Отношения крестьянства к бродяжеству тогда только изменяются, когда последними делаются наглые нарушения его спокойствия и возмутительные преступления. Тогда волость, где это случилось, объявляет войну бродягам и забирает их без разбору. Война, однако, понемногу утихает, и крестьянство по миновании чрезвычайных обстоятельств восстанавливает обычное право прохода, и сельские власти начинают смотреть сквозь пальцы.
Бродяжество в Сибири стоит совершенно в других условиях, чем в России. В России бродяга идет скромно и тихо, только ночью; если он беспаспортен и подозрителен, — среди большого населения, бдительного и непривыкшего покровительствовать ему, боясь быть пойманным, он ведет себя скромно и не делает преступлений, а потому является личностью безвредной. Важно также, что личность бродяги в России другого сорта: он не ссыльный, не острожный житель и не преступник, а только беспаспортный человек; притом число бродяжащих там все-таки незначительно. В Сибири другое дело.

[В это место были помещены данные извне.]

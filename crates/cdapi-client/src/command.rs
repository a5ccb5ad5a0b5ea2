//! Remote command submission and completion polling
//!
//! A command is accepted asynchronously by the backend. After submission the
//! execution-state document is polled a fixed number of times until it
//! reports [`EXECUTED`].

use std::fmt;
use std::str::FromStr;
use std::time::Duration;

use quick_xml::events::Event;
use quick_xml::reader::Reader;
use reqwest::{header, Client};
use tracing::{debug, error, info, instrument, warn};
use url::Url;

use crate::error::{CdApiError, Result};
use crate::fetch::api_base;

/// Terminal success value of `remoteServiceStatus`
pub const EXECUTED: &str = "EXECUTED";

/// Remote services the vehicle accepts
#[derive(Debug, Clone, Copy, PartialEq, Eq, Hash)]
pub enum RemoteService {
    Climate,
    Lock,
    Unlock,
    Light,
    Horn,
}

impl RemoteService {
    pub const ALL: [RemoteService; 5] = [
        Self::Climate,
        Self::Lock,
        Self::Unlock,
        Self::Light,
        Self::Horn,
    ];

    /// Command code used in the submission path
    pub fn code(&self) -> &'static str {
        match self {
            Self::Climate => "RCN",
            Self::Lock => "RDL",
            Self::Unlock => "RDU",
            Self::Light => "RLF",
            Self::Horn => "RHB",
        }
    }

    pub fn name(&self) -> &'static str {
        match self {
            Self::Climate => "climate",
            Self::Lock => "lock",
            Self::Unlock => "unlock",
            Self::Light => "light",
            Self::Horn => "horn",
        }
    }
}

impl fmt::Display for RemoteService {
    fn fmt(&self, f: &mut fmt::Formatter<'_>) -> fmt::Result {
        f.write_str(self.name())
    }
}

impl FromStr for RemoteService {
    type Err = CdApiError;

    fn from_str(s: &str) -> Result<Self> {
        Self::ALL
            .into_iter()
            .find(|svc| svc.name().eq_ignore_ascii_case(s.trim()))
            .ok_or_else(|| CdApiError::UnknownService(s.to_string()))
    }
}

/// How a command execution ended
#[derive(Debug, Clone, PartialEq, Eq)]
pub enum CommandOutcome {
    /// The vehicle reported `EXECUTED` on poll number `attempts`
    Executed { attempts: u32 },
    /// The poll budget ran out; `last_status` is the last status read
    TimedOut {
        attempts: u32,
        last_status: Option<String>,
    },
    /// The submission itself answered non-2xx, nothing was polled
    RejectedBySubmission { status: u16 },
}

impl CommandOutcome {
    pub fn is_executed(&self) -> bool {
        matches!(self, Self::Executed { .. })
    }
}

impl fmt::Display for CommandOutcome {
    fn fmt(&self, f: &mut fmt::Formatter<'_>) -> fmt::Result {
        match self {
            Self::Executed { attempts } => write!(f, "executed after {} poll(s)", attempts),
            Self::TimedOut {
                attempts,
                last_status,
            } => write!(
                f,
                "timed out after {} poll(s), last status {}",
                attempts,
                last_status.as_deref().unwrap_or("unknown")
            ),
            Self::RejectedBySubmission { status } => {
                write!(f, "rejected by the server (HTTP {})", status)
            }
        }
    }
}

/// Read `remoteServiceStatus` out of an execution-state document.
///
/// Anything unreadable yields `None`.
pub fn parse_execution_status(xml: &str) -> Option<String> {
    let mut reader = Reader::from_str(xml);
    let mut in_status = false;

    loop {
        match reader.read_event() {
            Ok(Event::Start(e)) => {
                in_status = e.local_name().as_ref() == b"remoteServiceStatus";
            }
            Ok(Event::Text(text)) if in_status => {
                return text
                    .unescape()
                    .ok()
                    .map(|s| s.trim().to_string())
                    .filter(|s| !s.is_empty());
            }
            Ok(Event::End(_)) => in_status = false,
            Ok(Event::Eof) | Err(_) => return None,
            _ => {}
        }
    }
}

/// Fire-and-poll executor for remote services
#[derive(Debug, Clone)]
pub struct CommandExecutor {
    client: Client,
    base_url: Url,
    max_attempts: u32,
    poll_interval: Duration,
}

impl CommandExecutor {
    pub fn new(
        client: Client,
        base_url: &str,
        max_attempts: u32,
        poll_interval: Duration,
    ) -> Result<Self> {
        Ok(Self {
            client,
            base_url: api_base(base_url)?,
            max_attempts,
            poll_interval,
        })
    }

    pub fn max_attempts(&self) -> u32 {
        self.max_attempts
    }

    pub fn poll_interval(&self) -> Duration {
        self.poll_interval
    }

    pub fn submit_url(&self, vin: &str, service: RemoteService) -> Result<Url> {
        Ok(self
            .base_url
            .join(&format!("vehicle/remoteservices/v1/{}/{}", vin, service.code()))?)
    }

    pub fn status_url(&self, vin: &str) -> Result<Url> {
        Ok(self
            .base_url
            .join(&format!("vehicle/remoteservices/v1/{}/state/execution", vin))?)
    }

    /// Submit `service` and wait for the vehicle to execute it.
    ///
    /// Worst case this takes `max_attempts * poll_interval` plus request time.
    #[instrument(skip(self, token))]
    pub async fn execute(
        &self,
        token: &str,
        vin: &str,
        service: RemoteService,
    ) -> Result<CommandOutcome> {
        let submit_url = self.submit_url(vin, service)?;
        let status_url = self.status_url(vin)?;
        info!("executing service {}", service);

        let response = self
            .client
            .post(submit_url)
            .bearer_auth(token)
            .header(header::CONTENT_TYPE, "application/json")
            .send()
            .await?;

        let status = response.status();
        if !status.is_success() {
            error!("error during executing service {}: HTTP {}", service, status);
            return Ok(CommandOutcome::RejectedBySubmission {
                status: status.as_u16(),
            });
        }

        let mut last_status = None;
        for attempt in 1..=self.max_attempts {
            tokio::time::sleep(self.poll_interval).await;

            let current = self.poll_status(token, &status_url).await;
            debug!(attempt, status = ?current, "execution state");

            if current.as_deref() == Some(EXECUTED) {
                info!("executing service {} succeeded", service);
                return Ok(CommandOutcome::Executed { attempts: attempt });
            }
            if current.is_some() {
                last_status = current;
            }
        }

        error!("error during executing service {}, timer expired", service);
        Ok(CommandOutcome::TimedOut {
            attempts: self.max_attempts,
            last_status,
        })
    }

    /// One execution-state read; every failure counts as "not yet"
    async fn poll_status(&self, token: &str, url: &Url) -> Option<String> {
        let response = match self.client.get(url.clone()).bearer_auth(token).send().await {
            Ok(response) => response,
            Err(e) => {
                warn!("execution state request failed: {}", e);
                return None;
            }
        };

        let status = response.status();
        if !status.is_success() {
            warn!("execution state returned HTTP {}", status);
            return None;
        }

        let body = match response.text().await {
            Ok(body) => body,
            Err(e) => {
                warn!("execution state body unreadable: {}", e);
                return None;
            }
        };

        let parsed = parse_execution_status(&body);
        if parsed.is_none() {
            warn!("no remoteServiceStatus in execution state: {}", body);
        }
        parsed
    }
}

#[cfg(test)]
mod tests {
    use super::*;

    #[test]
    fn test_service_codes() {
        assert_eq!(RemoteService::Climate.code(), "RCN");
        assert_eq!(RemoteService::Lock.code(), "RDL");
        assert_eq!(RemoteService::Unlock.code(), "RDU");
        assert_eq!(RemoteService::Light.code(), "RLF");
        assert_eq!(RemoteService::Horn.code(), "RHB");
    }

    #[test]
    fn test_service_from_str() {
        assert_eq!("lock".parse::<RemoteService>().unwrap(), RemoteService::Lock);
        assert_eq!(" Horn ".parse::<RemoteService>().unwrap(), RemoteService::Horn);
        for svc in RemoteService::ALL {
            assert_eq!(svc.name().parse::<RemoteService>().unwrap(), svc);
        }
    }

    #[test]
    fn test_unknown_service() {
        let err = "teleport".parse::<RemoteService>().unwrap_err();
        assert!(matches!(err, CdApiError::UnknownService(name) if name == "teleport"));
    }

    #[test]
    fn test_parse_execution_status() {
        let xml = r#"<?xml version="1.0" encoding="UTF-8"?>
<executionStatus>
  <serviceType>RDL</serviceType>
  <remoteServiceStatus>DELIVERED_TO_VEHICLE</remoteServiceStatus>
  <eventId>1234@bmw.de</eventId>
</executionStatus>"#;
        assert_eq!(
            parse_execution_status(xml).as_deref(),
            Some("DELIVERED_TO_VEHICLE")
        );
    }

    #[test]
    fn test_parse_executed() {
        let xml = "<executionStatus><remoteServiceStatus>EXECUTED</remoteServiceStatus></executionStatus>";
        assert_eq!(parse_execution_status(xml).as_deref(), Some(EXECUTED));
    }

    #[test]
    fn test_parse_malformed_documents() {
        assert_eq!(parse_execution_status(""), None);
        assert_eq!(parse_execution_status("not xml at all"), None);
        assert_eq!(
            parse_execution_status("<executionStatus><serviceType>RDL</serviceType></executionStatus>"),
            None
        );
        assert_eq!(
            parse_execution_status("<executionStatus><remoteServiceStatus/></executionStatus>"),
            None
        );
        assert_eq!(
            parse_execution_status("<a><remoteServiceStatus></remoteServiceStatus></a>"),
            None
        );
    }

    #[test]
    fn test_command_urls() {
        let executor = CommandExecutor::new(
            Client::new(),
            "https://www.bmw-connecteddrive.de/api",
            9,
            Duration::from_secs(10),
        )
        .unwrap();
        assert_eq!(
            executor
                .submit_url("WBY1Z21000V123456", RemoteService::Climate)
                .unwrap()
                .as_str(),
            "https://www.bmw-connecteddrive.de/api/vehicle/remoteservices/v1/WBY1Z21000V123456/RCN"
        );
        assert_eq!(
            executor.status_url("WBY1Z21000V123456").unwrap().as_str(),
            "https://www.bmw-connecteddrive.de/api/vehicle/remoteservices/v1/WBY1Z21000V123456/state/execution"
        );
    }

    #[test]
    fn test_outcome_display() {
        assert_eq!(
            CommandOutcome::Executed { attempts: 3 }.to_string(),
            "executed after 3 poll(s)"
        );
        assert_eq!(
            CommandOutcome::RejectedBySubmission { status: 403 }.to_string(),
            "rejected by the server (HTTP 403)"
        );
        assert!(!CommandOutcome::TimedOut {
            attempts: 9,
            last_status: None
        }
        .is_executed());
    }
}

Крестьянин, поставленный вне возможности ловить столько народу, предоставил им по необходимости свободный проход и столкнулся со всем злом, какое содержит в себе бродяжество ссыльных. Сибирское бродяжество в общем своем явлении далеко не мирного характера, хотя на вид смиренничает. Понятно, что люди бродячие вынуждены, большей частью, питаться попрошайничеством, воровством и обманами. Сведем в общее все бродяжеские профессии, и мы увидим, как бродяжество тяжело ложится на крестьянство. Делание фальшивых ассигнаций, которое ведет крестьян в острог и разоряет, знахарство, колдовство, шарлатанство и надувательства всякого рода, воровство, без которого не может прожить ни один бродяга, наконец, нищенство нескольких тысяч человек, — все это действует, конечно, разорительно и не может не быть чувствительным. С бродяжеством на крестьянство обрушились и тучи преступлений, совершаемых во время прохода беглых. Воровство так постоянно и так громадно, что влияет на благосостояние крестьян, часто лишающихся, через увод бродягами последней скотины, даже возможности дальнейшего существования. Сверх того бродяги часто умыкают женщин, жен и дочерей крестьянских с пашен и из лесу; производят на дорогах нападения и насилия над ними; сельские дороги вообще не безопасны. Старики, женщины-богомолки, дети и все беззащитные постоянно подвергаются нападениям и ограблению бродягами. Убийства и грабежи в округах, посещаемых бродяжеством, нередки. Много находят и неизвестно кем убитых мертвых тел: один наблюдатель насчитал в одной иркутской губернии в один год 55 таких найденных тел. При розыске таких преступлений в уездах и округах крестьянству иногда приходится силой брать бродяжащих преступников, и оно же несет жертвы в этих боях.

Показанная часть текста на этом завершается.